Most Western news about Africa focuses on the seeding of al-Qaeda terrorism in nations like Yemen, or revolutionary battles against dictators like Muammar Gaddafi. But there is another, quieter disruption taking place in countries like Kenya in which black coders and tech entrepreneurs are creating their own boom. In Alex Perry’s article for Time, the author outlines numerous stories of success that have had international implications emerging from the continent, chronicling Africa’s exponential growth in the sector. Mobile tech via cell phones in particular has seen a host of creative applications sparked by African inventiveness. About the impact of cell phones on Africa’s economies, Perry reports:

 According to studies by the London Business School, the World Bank and consultants at Deloitte, for every 10 additional mobiles per 100 Africans, GDP rises 0.6% to 1.2%. […]

But this is not a story merely of how technology is changing Africa. Africans are changing technology right back. They now use text-message networks to send e mail, run social networks (South Africa’s MXit) and even verify from a bar code whether a drug is genuine or fake (mPedigree in Ghana and Sproxil in Nigeria). Africa’s influence on global technology is most marked in mobile banking: with its M Pesa service (M for mobile, pesa meaning money in Swahili), Kenyan operator Safaricom became the first-ever telecom company to create a mass mobile-banking service, setting industry standards now being copied from California to Kabul.

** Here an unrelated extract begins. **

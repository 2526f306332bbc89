pub mod executor;
pub mod registry;

pub use executor::ToolExecutor;
pub use registry::{Tool, ToolDefinition, ToolPayload, ToolRegistry};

Africans, and Kenyans in particular, are making their presence felt online too. When Kenya erupted in violence in the aftermath of a disputed general election in late 2007, a handful of Nairobi code writers created Ushahidi (meaning testimony in Swahili), a data-mapping platform to collate and locate reports of unrest sent in by the public via text message, e mail and social media. The idea was simply to find out what was happening. Says Ushahidi co-founder Juliana Rotich: “The TV was playing The Sound of Music while we could see houses burning in our neighborhood.” But the desire to know what’s going on turned out to be universal, and Ushahidi quickly became the world’s default platform for mapping crises, disasters and political upheaval. According to Rotich, by May of this year, Ushahidi, which is free to download, had been used 14,000 times in 128 countries to map everything from last year’s earthquake in Haiti to this year’s Japanese tsunami and the Arab Spring.

We can only expect more African tech companies to blow up as plans to add Internet cables in the region are executed in the coming years. The cost of connectivity will go down and the speed of the average connection will go up as a result, leading to more involvement by the already active community. Growing investment from companies like Google, which has its regional headquarters in Kenya’s Nairobi, will lead to similar inventions like cloud computing, which came out of South Africa.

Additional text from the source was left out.